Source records
# # # #

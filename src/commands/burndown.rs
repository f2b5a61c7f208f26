use crate::analytics::scrum::{burndown, teams};
use crate::io::output::{create_writer, OutputFormat, Report};
use anyhow::Result;
use chrono::NaiveDate;
use std::path::PathBuf;

pub struct BurndownReportConfig {
    pub input: PathBuf,
    pub config: Option<PathBuf>,
    pub team: String,
    pub sprint: String,
    pub start: NaiveDate,
    pub days: u32,
    pub format: OutputFormat,
    pub output: Option<PathBuf>,
}

pub fn burndown_report(cfg: BurndownReportConfig) -> Result<()> {
    let config = super::load_config(cfg.config.as_ref())?;
    let issues = super::normalize_export(&cfg.input, &config)?;

    let series = burndown(&issues.stories, &cfg.team, &cfg.sprint, cfg.start, cfg.days);
    if series.scope_points == 0.0 {
        let known = teams(&issues.stories);
        log::warn!(
            "no estimated stories for team {:?} in sprint {:?}; known teams: {}",
            cfg.team,
            cfg.sprint,
            known.join(", ")
        );
    }

    let report = Report::Burndown {
        series,
        diagnostics: issues.diagnostics,
    };
    create_writer(cfg.format, cfg.output)?.write_report(&report)
}
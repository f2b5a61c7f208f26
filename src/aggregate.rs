//! Shared grouping and filtering primitives used by both engines.
//!
//! Grouping preserves first-seen key order and element order within each
//! group, so the PI and scrum views agree on ordering without re-sorting.

use chrono::{DateTime, Utc};
use std::collections::HashMap;
use std::hash::Hash;

/// Group items by a derived key. Keys appear in first-seen order; items
/// keep their input order within each group.
pub fn group_by<T, K, F>(items: impl IntoIterator<Item = T>, mut key: F) -> Vec<(K, Vec<T>)>
where
    K: Eq + Hash + Clone,
    F: FnMut(&T) -> K,
{
    let mut index: HashMap<K, usize> = HashMap::new();
    let mut groups: Vec<(K, Vec<T>)> = Vec::new();
    for item in items {
        let k = key(&item);
        match index.get(&k) {
            Some(&slot) => groups[slot].1.push(item),
            None => {
                index.insert(k.clone(), groups.len());
                groups.push((k, vec![item]));
            }
        }
    }
    groups
}

/// Inclusive timestamp range check; a None bound is unbounded on that side.
pub fn in_range(
    ts: DateTime<Utc>,
    from: Option<DateTime<Utc>>,
    to: Option<DateTime<Utc>>,
) -> bool {
    if let Some(from) = from {
        if ts < from {
            return false;
        }
    }
    if let Some(to) = to {
        if ts > to {
            return false;
        }
    }
    true
}

/// Multi-value filter check. An empty allow list admits everything; a
/// missing value never matches a non-empty list.
pub fn matches_filter(value: Option<&str>, allowed: &[String]) -> bool {
    if allowed.is_empty() {
        return true;
    }
    value.is_some_and(|v| allowed.iter().any(|a| a == v))
}
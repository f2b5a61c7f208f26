//! CLI integration tests: run the binary against a small export fixture.

use assert_cmd::Command;
use predicates::prelude::*;
use std::fs;
use tempfile::TempDir;

fn write_fixture(dir: &TempDir) -> std::path::PathBuf {
    let export = serde_json::json!([
        {
            "key": "F-1",
            "type": "Feature",
            "summary": "Gradebook exports",
            "status": "Done",
            "labels": ["PI-4_Grading"],
            "customfield_10003": 20.0,
            "customfield_20403": "Platform"
        },
        {
            "key": "S-1",
            "type": "Story",
            "status": "Done",
            "customfield_11702": "F-1",
            "customfield_10003": 15.0,
            "customfield_20403": "Platform",
            "customfield_11701": "Sprint 7",
            "created": "2024-01-01",
            "resolved": "2024-01-04"
        },
        {
            "key": "S-2",
            "type": "Story",
            "status": "In Progress",
            "customfield_11702": "F-1",
            "customfield_10003": 5.0,
            "customfield_20403": "Platform",
            "customfield_11701": "Sprint 8"
        }
    ]);
    let path = dir.path().join("export.json");
    fs::write(&path, serde_json::to_string(&export).unwrap()).unwrap();
    path
}

fn write_config(dir: &TempDir) -> std::path::PathBuf {
    let path = dir.path().join("trainmap.toml");
    fs::write(
        &path,
        indoc::indoc! {r#"
            [pi]
            labels = ["PI-4_Grading"]
        "#},
    )
    .unwrap();
    path
}

fn trainmap() -> Command {
    Command::cargo_bin("trainmap").unwrap()
}

#[test]
fn pi_report_json_output() {
    let dir = TempDir::new().unwrap();
    let export = write_fixture(&dir);

    let output = trainmap()
        .args(["pi", export.to_str().unwrap(), "--pi", "PI-4_Grading", "--format", "json"])
        .current_dir(dir.path())
        .assert()
        .success()
        .get_output()
        .stdout
        .clone();

    let report: serde_json::Value = serde_json::from_slice(&output).unwrap();
    assert_eq!(report["report"], "pi");
    assert_eq!(report["scorecards"][0]["art"], "Grading");
    assert_eq!(report["scorecards"][0]["committed_points"], 20.0);
    assert_eq!(report["scorecards"][0]["delivered_points"], 15.0);
    assert_eq!(report["scorecards"][0]["predictability"], 0.75);
    assert_eq!(report["completion"]["total_stories"], 2);
    assert_eq!(report["completion"]["completed_stories"], 1);
    assert_eq!(report["diagnostics"]["records_seen"], 3);
}

#[test]
fn velocity_report_terminal_output() {
    let dir = TempDir::new().unwrap();
    let export = write_fixture(&dir);

    trainmap()
        .args(["velocity", export.to_str().unwrap()])
        .current_dir(dir.path())
        .assert()
        .success()
        .stdout(predicate::str::contains("Platform"))
        .stdout(predicate::str::contains("sprint   7"));
}

#[test]
fn cycle_time_report_shows_three_day_sample() {
    let dir = TempDir::new().unwrap();
    let export = write_fixture(&dir);

    let output = trainmap()
        .args(["cycle-time", export.to_str().unwrap(), "--format", "json"])
        .current_dir(dir.path())
        .assert()
        .success()
        .get_output()
        .stdout
        .clone();

    let report: serde_json::Value = serde_json::from_slice(&output).unwrap();
    assert_eq!(report["stats"][0]["team"], "Platform");
    assert_eq!(report["stats"][0]["samples"][0]["days"], 3.0);
    assert_eq!(report["stats"][0]["in_flight"], 1);
}

#[test]
fn burndown_report_writes_markdown_file() {
    let dir = TempDir::new().unwrap();
    let export = write_fixture(&dir);
    let out = dir.path().join("burndown.md");

    trainmap()
        .args([
            "burndown",
            export.to_str().unwrap(),
            "--team",
            "Platform",
            "--sprint",
            "Sprint 7",
            "--start",
            "2024-01-01",
            "--days",
            "13",
            "--format",
            "markdown",
            "--output",
            out.to_str().unwrap(),
        ])
        .current_dir(dir.path())
        .assert()
        .success();

    let markdown = fs::read_to_string(&out).unwrap();
    assert!(markdown.contains("# Burndown - Platform - Sprint 7"));
    assert!(markdown.contains("| Day | Date | Remaining | Ideal |"));
}

#[test]
fn features_listing_includes_story_rollup() {
    let dir = TempDir::new().unwrap();
    let export = write_fixture(&dir);

    let output = trainmap()
        .args([
            "features",
            export.to_str().unwrap(),
            "--config",
            write_config(&dir).to_str().unwrap(),
            "--format",
            "json",
        ])
        .current_dir(dir.path())
        .assert()
        .success()
        .get_output()
        .stdout
        .clone();

    let report: serde_json::Value = serde_json::from_slice(&output).unwrap();
    assert_eq!(report["features"][0]["key"], "F-1");
    assert_eq!(report["features"][0]["story_count"], 2);
    assert_eq!(report["features"][0]["done_story_count"], 1);
}

#[test]
fn pis_and_teams_discovery() {
    let dir = TempDir::new().unwrap();
    let export = write_fixture(&dir);

    // Without a config, `pis` discovers every parseable PI label.
    trainmap()
        .args(["pis", export.to_str().unwrap()])
        .current_dir(dir.path())
        .assert()
        .success()
        .stdout(predicate::str::contains("PI-4_Grading"));

    trainmap()
        .args(["teams", export.to_str().unwrap()])
        .current_dir(dir.path())
        .assert()
        .success()
        .stdout(predicate::str::contains("Platform"));
}

#[test]
fn init_creates_config_and_respects_existing() {
    let dir = TempDir::new().unwrap();

    trainmap()
        .arg("init")
        .current_dir(dir.path())
        .assert()
        .success()
        .stdout(predicate::str::contains("Created .trainmap.toml"));

    // The template documents the tie-break the normalizer implements:
    // the record's own label order picks among several accepted labels.
    let template = fs::read_to_string(dir.path().join(".trainmap.toml")).unwrap();
    assert!(template.contains("record's own label order"));

    trainmap()
        .arg("init")
        .current_dir(dir.path())
        .assert()
        .failure()
        .stderr(predicate::str::contains("already exists"));

    trainmap()
        .args(["init", "--force"])
        .current_dir(dir.path())
        .assert()
        .success();
}

#[test]
fn invalid_export_is_a_clean_error() {
    let dir = TempDir::new().unwrap();
    let path = dir.path().join("bad.json");
    fs::write(&path, "not json at all").unwrap();

    trainmap()
        .args(["pi", path.to_str().unwrap()])
        .current_dir(dir.path())
        .assert()
        .failure()
        .stderr(predicate::str::contains("failed to load issue export"));
}

#[test]
fn explicit_config_file_is_honored() {
    let dir = TempDir::new().unwrap();
    let export = write_fixture(&dir);
    let config = dir.path().join("trainmap.toml");
    fs::write(
        &config,
        indoc::indoc! {r#"
            [pi]
            labels = ["PI-4_Grading"]

            [velocity]
            rolling_window = 2
        "#},
    )
    .unwrap();

    let output = trainmap()
        .args([
            "pi",
            export.to_str().unwrap(),
            "--config",
            config.to_str().unwrap(),
            "--format",
            "json",
        ])
        .current_dir(dir.path())
        .assert()
        .success()
        .get_output()
        .stdout
        .clone();

    let report: serde_json::Value = serde_json::from_slice(&output).unwrap();
    assert_eq!(report["summary"]["pi_label"], "PI-4_Grading");
}
fn try_load_config_from_path(config_path: &Path) -> Option<TrainmapConfig> {
    let contents = match read_config_file(config_path) {
        Ok(contents) => contents,
        Err(e) => {
            if e.kind() != std::io::ErrorKind::NotFound {
                log::warn!(
                    "Failed to read config file {}: {}",
                    config_path.display(),
                    e
                );
            }
            return None;
        }
    };

    match parse_and_validate_config(&contents) {
        Ok(config) => {
            log::debug!("Loaded config from {}", config_path.display());
            Some(config)
        }
        Err(e) => {
            eprintln!("Warning: {}. Using defaults.", e);
            None
        }
    }
}

/// Load config from an explicit path; unlike the ancestor search, a missing
/// or malformed file here is an error, since the user asked for this file.
pub fn load_config_from(path: &Path) -> Result<TrainmapConfig, crate::core::TrainmapError> {
    let contents = read_config_file(path)?;
    parse_and_validate_config(&contents).map_err(crate::core::TrainmapError::Config)
}

/// Load configuration from `.trainmap.toml`, searching the current
/// directory and its ancestors; falls back to defaults.
pub fn load_config() -> TrainmapConfig {
    let current = match std::env::current_dir() {
        Ok(dir) => dir,
        Err(e) => {
            log::warn!(
                "Failed to get current directory: {}. Using default config.",
                e
            );
            return TrainmapConfig::default();
        }
    };

    directory_ancestors(current, MAX_TRAVERSAL_DEPTH)
        .map(|dir| dir.join(CONFIG_FILE_NAME))
        .find_map(|path| try_load_config_from_path(&path))
        .unwrap_or_else(|| {
            log::debug!(
                "No config found after checking {} directories. Using default config.",
                MAX_TRAVERSAL_DEPTH
            );
            TrainmapConfig::default()
        })
}

fn directory_ancestors(start: PathBuf, max_depth: usize) -> impl Iterator<Item = PathBuf> {
    std::iter::successors(Some(start), |dir| {
        let mut parent = dir.clone();
        if parent.pop() {
            Some(parent)
        } else {
            None
        }
    })
    .take(max_depth)
}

# # # #

▸ **Problem description**:
From the first line of the data above to the line holding "if series.scope_points == 0.0", reproduce each line exactly; emit no other lines.

▸ **Written answer**:
filename src/commands/burndown.rs
repository f2b5a61c7f208f26
use crate::analytics::scrum::{burndown, teams};
use crate::io::output::{create_writer, OutputFormat, Report};
use anyhow::Result;
use chrono::NaiveDate;
use std::path::PathBuf;

pub struct BurndownReportConfig {
    pub input: PathBuf,
    pub config: Option<PathBuf>,
    pub team: String,
    pub sprint: String,
    pub start: NaiveDate,
    pub days: u32,
    pub format: OutputFormat,
    pub output: Option<PathBuf>,
}

pub fn burndown_report(cfg: BurndownReportConfig) -> Result<()> {
    let config = super::load_config(cfg.config.as_ref())?;
    let issues = super::normalize_export(&cfg.input, &config)?;

    let series = burndown(&issues.stories, &cfg.team, &cfg.sprint, cfg.start, cfg.days);
    if series.scope_points == 0.0 {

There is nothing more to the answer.